A hearty yet refreshing salad made with roasted bell peppers, nutty farro, peppery arugula, creamy goat cheese, and a zesty lemon vinaigrette. This colorful dish is high in fiber, rich in plant-based protein, and full of fresh flavors—perfect as a light main or a wholesome side.
Preheat the Oven: Begin by setting your oven to 400°F (200°C) so it has enough time to reach the proper roasting temperature. A hot oven is key for bringing out the natural sweetness in bell peppers and giving them a light char that deepens their flavor.
Prepare the Farro for Cooking: Place the dry farro in a fine mesh sieve and rinse it thoroughly under cool running water. This helps remove any dust or excess starch, which can make the grains sticky. Set aside while you bring a medium pot filled with at least 3 cups of water to a rolling boil.
Cook the Farro Until Tender: Once the water is boiling, add the rinsed farro along with a generous pinch of salt. Stir briefly, then reduce the heat slightly to maintain a steady simmer. Allow the farro to cook until it becomes tender but still slightly chewy—this usually takes around 20–25 minutes, though timing can vary depending on the brand. Once done, drain off any excess water and let the farro cool slightly.

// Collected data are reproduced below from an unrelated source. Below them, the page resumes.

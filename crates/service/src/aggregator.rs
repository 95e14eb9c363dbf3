//! Combining per-provider answers into one coverage answer
//!
//! [`aggregate`] is a pure function: it performs no I/O and its output
//! depends only on its arguments, so ranking is reproducible regardless of
//! the order in which provider calls completed.

use chrono::{DateTime, Utc};
use coverage_types::models::{HIGH_CONFIDENCE, LOW_CONFIDENCE};
use coverage_types::{
	AggregatedResult, CoverageQuery, ProviderComparison, ProviderDescriptor, ProviderResult,
	Technology, TechnologyComparison, TechnologyRecommendation, TechnologySet,
};
use std::cmp::Reverse;
use std::collections::BTreeMap;

/// A provider's result paired with the priority it was registered under
#[derive(Debug, Clone, PartialEq)]
pub struct ProviderOutcome {
	pub priority: u8,
	pub result: ProviderResult,
}

impl ProviderOutcome {
	pub fn new(priority: u8, result: ProviderResult) -> Self {
		Self { priority, result }
	}
}

/// Build the combined answer from outcomes given in registration order
///
/// Covered results are ranked by priority, then confidence (both
/// descending), then registration order. The first ranked result is the
/// best provider and the rest are alternatives. The same ranking, narrowed
/// to the providers covering each technology, gives the per-technology
/// recommendations.
pub fn aggregate(
	query: CoverageQuery,
	outcomes: Vec<ProviderOutcome>,
	generated_at: DateTime<Utc>,
) -> AggregatedResult {
	let union_technologies: TechnologySet = outcomes
		.iter()
		.filter(|o| o.result.covered)
		.flat_map(|o| o.result.technologies.iter().copied())
		.collect();

	let overall_confidence = outcomes
		.iter()
		.filter(|o| o.result.covered)
		.map(|o| o.result.confidence)
		.max()
		.unwrap_or(0);

	let mut ranked: Vec<(usize, &ProviderOutcome)> = outcomes
		.iter()
		.enumerate()
		.filter(|(_, o)| o.result.covered)
		.collect();
	ranked.sort_by_key(|(index, o)| (Reverse(o.priority), Reverse(o.result.confidence), *index));

	let mut by_technology: BTreeMap<Technology, TechnologyRecommendation> = BTreeMap::new();
	for (_, outcome) in &ranked {
		for technology in &outcome.result.technologies {
			by_technology
				.entry(*technology)
				.and_modify(|r| r.alternatives.push(outcome.result.provider.clone()))
				.or_insert_with(|| TechnologyRecommendation {
					technology: *technology,
					recommended: outcome.result.provider.clone(),
					alternatives: Vec::new(),
				});
		}
	}

	let mut ranked = ranked.into_iter().map(|(_, o)| o.result.clone());
	let best_provider = ranked.next();
	let alternatives: Vec<ProviderResult> = ranked.collect();

	AggregatedResult {
		query,
		generated_at,
		covered_any: best_provider.is_some(),
		union_technologies,
		best_provider,
		alternatives,
		overall_confidence,
		by_technology,
		providers: outcomes.into_iter().map(|o| o.result).collect(),
	}
}

/// Compare every provider able to deliver `technology` within one answer
///
/// `descriptors` are the registered providers in registration order.
pub fn compare_technology(
	result: &AggregatedResult,
	technology: Technology,
	descriptors: &[ProviderDescriptor],
) -> TechnologyComparison {
	let covering = |r: &ProviderResult| r.covered && r.technologies.contains(&technology);

	let mut providers: Vec<ProviderComparison> = result
		.best_provider
		.iter()
		.chain(result.alternatives.iter())
		.filter(|r| covering(*r))
		.map(available)
		.collect();

	for descriptor in descriptors.iter().filter(|d| d.supports(technology)) {
		let listed = providers.iter().any(|p| p.provider == descriptor.name);
		let covers = result.provider(&descriptor.name).is_some_and(|r| covering(r));
		if !listed && !covers {
			providers.push(ProviderComparison {
				provider: descriptor.name.clone(),
				available: false,
				confidence: 0,
				pros: Vec::new(),
				cons: vec!["Service not available".to_string()],
			});
		}
	}

	TechnologyComparison {
		technology,
		providers,
	}
}

fn available(result: &ProviderResult) -> ProviderComparison {
	let mut pros = Vec::new();
	let mut cons = Vec::new();

	if result.confidence >= HIGH_CONFIDENCE {
		pros.push("High confidence coverage".to_string());
	} else if result.confidence < LOW_CONFIDENCE {
		cons.push("Low confidence in coverage data".to_string());
	}
	if result.available_packages.is_empty() {
		cons.push("No packages listed".to_string());
	} else {
		pros.push(format!("{} package(s) available", result.available_packages.len()));
	}
	match result.estimated_install_days {
		Some(days) => pros.push(format!("Installation in about {days} days")),
		None => cons.push("Installation estimate unavailable".to_string()),
	}

	ProviderComparison {
		provider: result.provider.clone(),
		available: true,
		confidence: result.confidence,
		pros,
		cons,
	}
}

#[cfg(test)]
mod tests {
	use super::*;
	use coverage_types::Technology;
	use proptest::prelude::*;
	use std::collections::BTreeSet;

	fn query() -> CoverageQuery {
		CoverageQuery::new(-26.2041, 28.0473)
	}

	fn covered(name: &str, priority: u8, confidence: u8, tech: Technology) -> ProviderOutcome {
		ProviderOutcome::new(priority, ProviderResult::covered(name, [tech], confidence))
	}

	fn missing(name: &str, priority: u8) -> ProviderOutcome {
		ProviderOutcome::new(
			priority,
			ProviderResult::not_covered(name, [Technology::Fibre], "No fibre at this address"),
		)
	}

	#[test]
	fn test_nothing_covered() {
		let result = aggregate(query(), vec![missing("DFA", 8), missing("Vuma", 7)], Utc::now());
		assert!(!result.covered_any);
		assert!(result.best_provider.is_none());
		assert!(result.alternatives.is_empty());
		assert!(result.union_technologies.is_empty());
		assert_eq!(result.overall_confidence, 0);
		assert_eq!(result.providers.len(), 2);
	}

	#[test]
	fn test_empty_outcomes() {
		let result = aggregate(query(), vec![], Utc::now());
		assert!(!result.covered_any);
		assert!(result.providers.is_empty());
	}

	#[test]
	fn test_priority_beats_confidence() {
		let result = aggregate(
			query(),
			vec![
				covered("MTN", 6, 99, Technology::FourG),
				missing("DFA", 8),
				covered("CircleTel", 10, 70, Technology::Lte),
			],
			Utc::now(),
		);

		assert_eq!(result.best_provider_name(), Some("CircleTel"));
		assert_eq!(result.alternatives.len(), 1);
		assert_eq!(result.alternatives[0].provider, "MTN");
		assert_eq!(result.overall_confidence, 99);
		assert_eq!(
			result.union_technologies,
			BTreeSet::from([Technology::Lte, Technology::FourG])
		);
		let order: Vec<_> = result.providers.iter().map(|r| r.provider.as_str()).collect();
		assert_eq!(order, vec!["MTN", "DFA", "CircleTel"]);
	}

	#[test]
	fn test_ties_fall_back_to_confidence_then_registration() {
		let result = aggregate(
			query(),
			vec![
				covered("Vuma", 7, 80, Technology::Fibre),
				covered("Frogfoot", 7, 80, Technology::Fibre),
				covered("Octotel", 7, 90, Technology::Fibre),
			],
			Utc::now(),
		);

		assert_eq!(result.best_provider_name(), Some("Octotel"));
		let alternatives: Vec<_> = result.alternatives.iter().map(|r| r.provider.as_str()).collect();
		assert_eq!(alternatives, vec!["Vuma", "Frogfoot"]);
	}

	#[test]
	fn test_recommendations_per_technology() {
		let result = aggregate(
			query(),
			vec![
				ProviderOutcome::new(
					6,
					ProviderResult::covered("MTN", [Technology::Lte, Technology::FiveG], 70),
				),
				covered("Vuma", 7, 80, Technology::Fibre),
				ProviderOutcome::new(
					10,
					ProviderResult::covered(
						"CircleTel",
						[Technology::FixedWireless, Technology::Lte],
						60,
					),
				),
				missing("DFA", 8),
			],
			Utc::now(),
		);

		let lte = result.recommendation(Technology::Lte).unwrap();
		assert_eq!(lte.recommended, "CircleTel");
		assert_eq!(lte.alternatives, vec!["MTN"]);
		assert_eq!(result.recommendation(Technology::Fibre).unwrap().recommended, "Vuma");
		assert!(result
			.recommendation(Technology::FiveG)
			.unwrap()
			.alternatives
			.is_empty());
		assert!(result.recommendation(Technology::FourG).is_none());

		let technologies: Vec<_> = result.by_technology.keys().copied().collect();
		assert_eq!(
			technologies,
			vec![
				Technology::Fibre,
				Technology::FixedWireless,
				Technology::Lte,
				Technology::FiveG
			]
		);
	}

	#[test]
	fn test_compare_technology_lists_pros_and_cons() {
		let descriptors = vec![
			ProviderDescriptor::new("Openserve", [Technology::Fibre], 9),
			ProviderDescriptor::new("DFA", [Technology::Fibre], 8),
			ProviderDescriptor::new("Vuma", [Technology::Fibre], 7),
			ProviderDescriptor::new("MTN", [Technology::Lte], 6),
		];
		let result = aggregate(
			query(),
			vec![
				ProviderOutcome::new(
					9,
					ProviderResult::covered("Openserve", [Technology::Fibre], 30),
				),
				missing("DFA", 8),
				ProviderOutcome::new(
					7,
					ProviderResult::covered("Vuma", [Technology::Fibre], 92)
						.with_packages(["Vuma 100Mbps"])
						.with_install_days(7),
				),
				ProviderOutcome::new(6, ProviderResult::covered("MTN", [Technology::Lte], 70)),
			],
			Utc::now(),
		);

		let comparison = compare_technology(&result, Technology::Fibre, &descriptors);
		let names: Vec<_> = comparison.providers.iter().map(|p| p.provider.as_str()).collect();
		assert_eq!(names, vec!["Openserve", "Vuma", "DFA"]);
		assert_eq!(comparison.available().count(), 2);

		let openserve = &comparison.providers[0];
		assert!(openserve.pros.is_empty());
		assert_eq!(
			openserve.cons,
			vec![
				"Low confidence in coverage data",
				"No packages listed",
				"Installation estimate unavailable"
			]
		);

		let vuma = &comparison.providers[1];
		assert_eq!(
			vuma.pros,
			vec![
				"High confidence coverage",
				"1 package(s) available",
				"Installation in about 7 days"
			]
		);
		assert!(vuma.cons.is_empty());

		let dfa = &comparison.providers[2];
		assert!(!dfa.available);
		assert_eq!(dfa.cons, vec!["Service not available"]);
	}

	#[test]
	fn test_compare_technology_nobody_covers() {
		let descriptors = vec![ProviderDescriptor::new("DFA", [Technology::Fibre], 8)];
		let result = aggregate(query(), vec![missing("DFA", 8)], Utc::now());

		let comparison = compare_technology(&result, Technology::FiveG, &descriptors);
		assert!(comparison.providers.is_empty());

		let comparison = compare_technology(&result, Technology::Fibre, &descriptors);
		assert_eq!(comparison.providers.len(), 1);
		assert_eq!(comparison.available().count(), 0);
	}

	fn arb_technology() -> impl Strategy<Value = Technology> {
		prop::sample::select(Technology::ALL.to_vec())
	}

	fn arb_outcome() -> impl Strategy<Value = (u8, bool, u8, BTreeSet<Technology>)> {
		(
			1u8..=10,
			any::<bool>(),
			1u8..=100,
			prop::collection::btree_set(arb_technology(), 1..=3),
		)
	}

	fn arb_outcomes() -> impl Strategy<Value = Vec<ProviderOutcome>> {
		prop::collection::vec(arb_outcome(), 0..8).prop_map(|specs| {
			specs
				.into_iter()
				.enumerate()
				.map(|(i, (priority, is_covered, confidence, techs))| {
					let name = format!("provider-{i}");
					let result = if is_covered {
						ProviderResult::covered(name, techs, confidence)
					} else {
						ProviderResult::not_covered(name, techs, "no service")
					};
					ProviderOutcome::new(priority, result)
				})
				.collect()
		})
	}

	proptest! {
		#[test]
		fn prop_union_is_union_of_covered(outcomes in arb_outcomes()) {
			let expected: BTreeSet<Technology> = outcomes
				.iter()
				.filter(|o| o.result.covered)
				.flat_map(|o| o.result.technologies.iter().copied())
				.collect();
			let result = aggregate(query(), outcomes, Utc::now());
			prop_assert_eq!(result.union_technologies, expected);
		}

		#[test]
		fn prop_best_and_alternatives_partition_covered(outcomes in arb_outcomes()) {
			let covered_count = outcomes.iter().filter(|o| o.result.covered).count();
			let total = outcomes.len();
			let result = aggregate(query(), outcomes, Utc::now());

			prop_assert_eq!(result.covered_any, covered_count > 0);
			prop_assert_eq!(result.best_provider.is_some(), covered_count > 0);
			prop_assert_eq!(
				result.alternatives.len(),
				covered_count.saturating_sub(1)
			);
			prop_assert_eq!(result.providers.len(), total);
			prop_assert!(result.providers.iter().all(|r| r.is_consistent()));
			if let Some(best) = &result.best_provider {
				prop_assert!(result.alternatives.iter().all(|a| a.provider != best.provider));
			}
		}

		#[test]
		fn prop_ranking_is_deterministic_under_permutation(
			outcomes in arb_outcomes(),
			seed in any::<u64>(),
		) {
			let now = Utc::now();
			let first = aggregate(query(), outcomes.clone(), now);
			let again = aggregate(query(), outcomes.clone(), now);
			prop_assert_eq!(&first, &again);

			// Rotate registration order; ranking keys must come out the same
			let mut permuted = outcomes;
			if !permuted.is_empty() {
				let len = permuted.len();
				permuted.rotate_left((seed as usize) % len);
			}
			let priorities: std::collections::HashMap<String, u8> = permuted
				.iter()
				.map(|o| (o.result.provider.clone(), o.priority))
				.collect();
			let rotated = aggregate(query(), permuted, now);

			let keys = |r: &AggregatedResult| -> Vec<(u8, u8)> {
				r.best_provider
					.iter()
					.chain(r.alternatives.iter())
					.map(|p| (priorities[&p.provider], p.confidence))
					.collect()
			};
			prop_assert_eq!(keys(&first), keys(&rotated));
			prop_assert_eq!(first.overall_confidence, rotated.overall_confidence);
		}

		#[test]
		fn prop_recommendations_follow_overall_ranking(outcomes in arb_outcomes()) {
			let result = aggregate(query(), outcomes, Utc::now());
			let ranked: Vec<&str> = result
				.best_provider
				.iter()
				.chain(result.alternatives.iter())
				.map(|r| r.provider.as_str())
				.collect();
			prop_assert_eq!(
				result.by_technology.keys().copied().collect::<BTreeSet<_>>(),
				result.union_technologies.clone()
			);
			for recommendation in result.by_technology.values() {
				let names: Vec<&str> = std::iter::once(recommendation.recommended.as_str())
					.chain(recommendation.alternatives.iter().map(|n| n.as_str()))
					.collect();
				let positions: Vec<usize> = names
					.iter()
					.map(|n| ranked.iter().position(|r| r == n).unwrap_or(usize::MAX))
					.collect();
				prop_assert!(positions.windows(2).all(|w| w[0] < w[1]));
			}
		}

		#[test]
		fn prop_best_has_top_priority(outcomes in arb_outcomes()) {
			let top = outcomes
				.iter()
				.filter(|o| o.result.covered)
				.map(|o| o.priority)
				.max();
			let priorities: Vec<(String, u8)> = outcomes
				.iter()
				.map(|o| (o.result.provider.clone(), o.priority))
				.collect();
			let result = aggregate(query(), outcomes, Utc::now());
			let best_priority = result.best_provider.as_ref().map(|b| {
				priorities
					.iter()
					.find(|(name, _)| *name == b.provider)
					.map(|(_, p)| *p)
					.unwrap_or(0)
			});
			prop_assert_eq!(best_priority, top);
		}
	}
}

Prepare the Bell Peppers: While the farro is cooking, wash your bell peppers and pat them dry. Slice each pepper into quarters, removing the stems, seeds, and white membranes. Place the pieces into a large mixing bowl and drizzle with 1 tablespoon olive oil. Season generously with salt and freshly ground black pepper, then toss until the peppers are evenly coated.
Roast the Peppers to Perfection: Arrange the seasoned pepper quarters cut-side down on a large baking sheet lined with parchment paper (optional for easier cleanup). Place the tray into the preheated oven and roast for 15–20 minutes, or until the peppers are softened and slightly blistered on the edges. A little char is ideal—it adds smoky depth—but be careful not to let them burn. Remove from the oven and let cool for 5 minutes before cutting them into bite-sized, 1-inch pieces.
Make the Lemon Vinaigrette Dressing: While the peppers are roasting, prepare the zesty dressing. In a small bowl or jar, combine 1/4 cup olive oil, the juice of one lemon, 1 tablespoon white wine vinegar, 1 teaspoon garlic powder, and 1/2 teaspoon dried thyme. Add a pinch of salt and black pepper, then whisk with a fork (or shake vigorously if using a jar) until the dressing is emulsified and smooth. Taste and adjust seasoning if needed.
Assemble the Salad Base: In a large salad bowl, add the fresh arugula leaves. Top with the slightly cooled, cooked farro and roasted pepper pieces. Sprinkle in the chopped fresh basil, which adds a fragrant, herbal note that brightens the dish.
Dress and Toss the Salad: Pour the prepared lemon vinaigrette over the farro, arugula, and roasted vegetables. Using salad tongs or two large spoons, gently toss the ingredients together until everything is evenly coated with dressing. Taste at this stage and add more salt or pepper if desired.
Add the Creamy Goat Cheese: Finally, crumble the goat cheese directly over the salad. Gently fold it in, being careful not to overmix—the cheese should remain in soft chunks that melt slightly into the warm farro and peppers, creating a creamy contrast to the crisp greens.
Serve and Enjoy Immediately: Transfer the salad to serving bowls or plates. Enjoy as a main dish for 2–3 people or serve in smaller portions as a flavorful side dish for 4–6. This dish can be eaten warm, at room temperature, or even chilled straight from the fridge, making it versatile for any occasion.
Notes
This recipe yields 2–3 servings as a main dish or 4–6 servings as a side.
For extra protein, try adding grilled chicken, shrimp, or a fried egg on top.
Leftovers taste great, but it’s best to store the dressing separately to keep the greens crisp.
Farro can be swapped with quinoa, barley, or couscous depending on your preferences or dietary needs.
Goat cheese may be replaced with feta or a plant-based alternative for a vegan-friendly option.
Roasted zucchini, corn, or cherry tomatoes make excellent additions to the salad.
Fresh basil brings the brightest flavor, but parsley or baby spinach works as a substitute.
This salad can be enjoyed warm, room temperature, or chilled.